Тагор, напротив, стремился расширить возможности женщин как полноправных агентов, в том числе агентов эротических. Он признавал глубокий эротизм отношений матери и ребенка и многих близких взаимоотношений взрослых. Он рассматривал личную любовь, включая ее эротические аспекты, как основу всемирной религии человечества. Женщины, которых веками учили отречению от желаний, были освобождены Тагором, чтобы следовать своему собственному страстному пути. К свадьбе Амиты Сен Тагор написал стихотворение, которое после ее смерти все еще висит в семейном доме в Шантиникетане. В этом стихотворении он описывает ее как «танцующий поток… говоря ей: ты погружаешь свои игривые шаги / в глубину, бесстрашно покоряя вселенную»[374]. И этого он желал для всех женщин. Как и Эриксон, Тагор считал, что не эротизм, но его отрицание является основным источником разрушительной агрессии. Баулы практикуют гендерное равенство и ненасилие благодаря, а не вопреки принятию тела.

Тем не менее, несмотря на этот единственный недостаток, Ганди использовал свое тело как главное действующее лицо в самой искусной драме конструирования нации, когда-либо поставленной. Центральным актом этой драмы стал марш протеста против британского налога на производство и продажу соли в 1930 году. Соляной поход, в котором десятки тысяч людей прошли 386 км за двадцать три дня от ашрама Ганди[375] до побережья моря возле селения Ганди, был не случайным массовым протестом. Каждый аспект был тщательно продуман[376]. Перед собравшимися журналистами Ганди произнес заранее заготовленную фразу: «Я хочу сочувствия мира в этой борьбе Истины против Силы». Во-первых, драма, которую ставил Ганди, вырастала уже из самой проблемы с солью. Как выразился он сам: «После воздуха и воды соль, возможно, главная жизненная необходимость»[377]. Это было то, что объединяло бедных и богатых. Затем оказались задействованы костюмы и расстановка актеров: все участники похода одеты в кхади (домотканую одежду), а все мужчины носили простые белые шапки. Поход возглавили представители пятнадцати индийских провинций и трех основных религий (индуизма, ислама, христианства), а также представители «неприкасаемых» каст. В то же время наиболее важными были указания режиссера. Ганди с диктаторской твердостью настаивал на списке запретов: никакого насилия, никаких оскорблений в адрес британских чиновников, никакой ругани или проклятий, но в то же время никакого салютирования британскому флагу. Наконец, посреди сцены мы находим главного актера. Я процитирую Джавахарлала Неру, чьи подлинные эмоции отчетливо видны в этом рассказе:

Сегодня пилигрим отправляется в свой долгий путь. С посохом в руке он идет пыльными дорогами Гуджарата, с ясным взором и твердым шагом, а его преданные соратники бредут за ним. Много странствий у него за плечами, много пройденных утомительных дорог. Но это последнее его путешествие длиннее, чем все предыдущие, а на пути много препятствий. Но в нем горит огонь великой решимости и всепоглощающей любви к своим несчастным землякам. И любовь к истине, что обжигает, и любовь к свободе, что вдохновляет[378].

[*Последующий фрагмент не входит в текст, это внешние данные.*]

//! Generic entity-to-map serializer with translation substitution
//!
//! Converts any entity that can walk its own attributes into a plain
//! `serde_json::Map`, ready for templating or an API response:
//!
//! - an Item reference becomes the translated text for the resolved
//!   language;
//! - a nested entity is serialized recursively, or collapsed to its
//!   primary key when depth-limiting is requested;
//! - a file reference is flattened to `{name, url, path}` (an unset file
//!   becomes the empty string);
//! - every other value passes through unchanged.
//!
//! The language must be resolvable: supplied directly, or found in a
//! session context. Supplying neither is an error, never a silent default.

use serde_json::{Map, Value, json};
use std::future::Future;
use std::pin::Pin;

use crate::error::TranslationError;
use crate::models::Language;
use crate::session::{SessionData, language_from_session};
use crate::store::TranslationStore;

/// A stored file attribute, flattened to its three addressable parts
#[derive(Debug, Clone, Default, PartialEq, Eq)]
pub struct FileRef {
	pub name: String,
	pub url: String,
	pub path: String,
}

impl FileRef {
	pub fn new(
		name: impl Into<String>,
		url: impl Into<String>,
		path: impl Into<String>,
	) -> Self {
		Self {
			name: name.into(),
			url: url.into(),
			path: path.into(),
		}
	}

	/// A file slot with nothing uploaded
	pub fn is_empty(&self) -> bool {
		self.name.is_empty()
	}
}

/// One attribute value as seen by the serializer
pub enum AttrValue<'a> {
	/// Reference to a translatable item, by Item id
	Item(i64),
	/// Reference to another serializable entity
	Entity(&'a dyn TranslatedSerialize),
	/// A file or image attribute
	File(&'a FileRef),
	/// Any other value, passed through unchanged
	Raw(Value),
}

/// An entity the generic serializer can walk.
///
/// `attributes` declares every attribute with its serializer-relevant
/// shape; `primary_key` is what a depth-limited serialization emits
/// instead of recursing into the entity.
pub trait TranslatedSerialize: Send + Sync {
	fn attributes(&self) -> Vec<(String, AttrValue<'_>)>;

	fn primary_key(&self) -> Value {
		Value::Null
	}
}

/// Options for one serialization call.
///
/// `depth` is on by default: nested entities are recursed into. Exactly
/// one language source must be present for the call to succeed.
#[derive(Clone, Copy)]
pub struct SerializeOptions<'a> {
	pub depth: bool,
	pub language: Option<&'a Language>,
	pub session: Option<&'a SessionData>,
}

impl<'a> SerializeOptions<'a> {
	pub fn with_language(language: &'a Language) -> Self {
		Self {
			depth: true,
			language: Some(language),
			session: None,
		}
	}

	pub fn with_session(session: &'a SessionData) -> Self {
		Self {
			depth: true,
			language: None,
			session: Some(session),
		}
	}

	/// Do not recurse into nested entities
	pub fn shallow(mut self) -> Self {
		self.depth = false;
		self
	}
}

async fn resolve_language(
	store: &TranslationStore,
	options: &SerializeOptions<'_>,
) -> Result<Language, TranslationError> {
	if let Some(language) = options.language {
		return Ok(language.clone());
	}
	let Some(session) = options.session else {
		return Err(TranslationError::MissingLanguage);
	};
	language_from_session(store, session).await?.ok_or_else(|| {
		TranslationError::LanguageNotFound("session has no usable language selection".to_string())
	})
}

/// Serialize one entity to an attribute map with translations substituted
pub async fn instance_as_translated_dict(
	store: &TranslationStore,
	instance: &dyn TranslatedSerialize,
	options: &SerializeOptions<'_>,
) -> Result<Map<String, Value>, TranslationError> {
	let language = resolve_language(store, options).await?;
	serialize_entity(store, instance, options.depth, &language).await
}

/// [`instance_as_translated_dict`] over a slice of entities
pub async fn instances_as_translated_dicts(
	store: &TranslationStore,
	instances: &[&dyn TranslatedSerialize],
	options: &SerializeOptions<'_>,
) -> Result<Vec<Map<String, Value>>, TranslationError> {
	let language = resolve_language(store, options).await?;
	let mut results = Vec::with_capacity(instances.len());
	for instance in instances {
		results.push(serialize_entity(store, *instance, options.depth, &language).await?);
	}
	Ok(results)
}

// Boxed so the nested-entity case can recurse.
fn serialize_entity<'a>(
	store: &'a TranslationStore,
	instance: &'a dyn TranslatedSerialize,
	depth: bool,
	language: &'a Language,
) -> Pin<Box<dyn Future<Output = Result<Map<String, Value>, TranslationError>> + Send + 'a>> {
	Box::pin(async move {
		let mut map = Map::new();
		for (name, value) in instance.attributes() {
			let converted = match value {
				AttrValue::Item(item_id) => {
					let translation = store
						.translations()
						.filter_item(item_id)
						.filter_language(language.id)
						.get()
						.await?;
					Value::String(translation.text)
				}
				AttrValue::Entity(entity) => {
					if depth {
						Value::Object(serialize_entity(store, entity, true, language).await?)
					} else {
						entity.primary_key()
					}
				}
				AttrValue::File(file) => {
					if file.is_empty() {
						Value::String(String::new())
					} else {
						json!({
							"name": file.name,
							"url": file.url,
							"path": file.path,
						})
					}
				}
				AttrValue::Raw(value) => value,
			};
			map.insert(name, converted);
		}
		Ok(map)
	})
}
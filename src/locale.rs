//! Process-wide active locale
//!
//! The presentation layer and the database layer share one locale
//! selection: [`activate`] records it, [`active_locale`] reads it back.
//! The session helpers call [`activate`] whenever a user switches
//! language so both layers stay consistent.

use once_cell::sync::Lazy;
use parking_lot::RwLock;

static ACTIVE_LOCALE: Lazy<RwLock<Option<String>>> = Lazy::new(|| RwLock::new(None));

/// Make `locale` the active locale for the process
pub fn activate(locale: impl Into<String>) {
	*ACTIVE_LOCALE.write() = Some(locale.into());
}

/// The currently active locale, if any
pub fn active_locale() -> Option<String> {
	ACTIVE_LOCALE.read().clone()
}

/// Clear the active locale
pub fn deactivate() {
	*ACTIVE_LOCALE.write() = None;
}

Здесь можно обнаружить два уровня гражданской поэзии: сначала саморепрезентация Ганди, а затем поэтическая хроника Неру, чей архаичный и абстрактный стиль создает ощущение возвышенной давности, которой можно пользоваться в обучении юных индийцев истории своей нации. Что же они узнают? Что их нация была основана в праведной борьбе с грубой силой; что она родилась из солидарности со всеми, кто нуждается в самом необходимом для жизни; что она включала в себя все религии, классы и касты. Что идеалы-близнецы этой нации – истина и свобода. Таким образом, тело Ганди послужило мостом от представлений людей о собственной жизни к абстрактным принципам.

Когда в кульминационный момент этой драмы Ганди купается в море и незаконно делает соль, позволяя воде испаряться в его руке, рождается нация.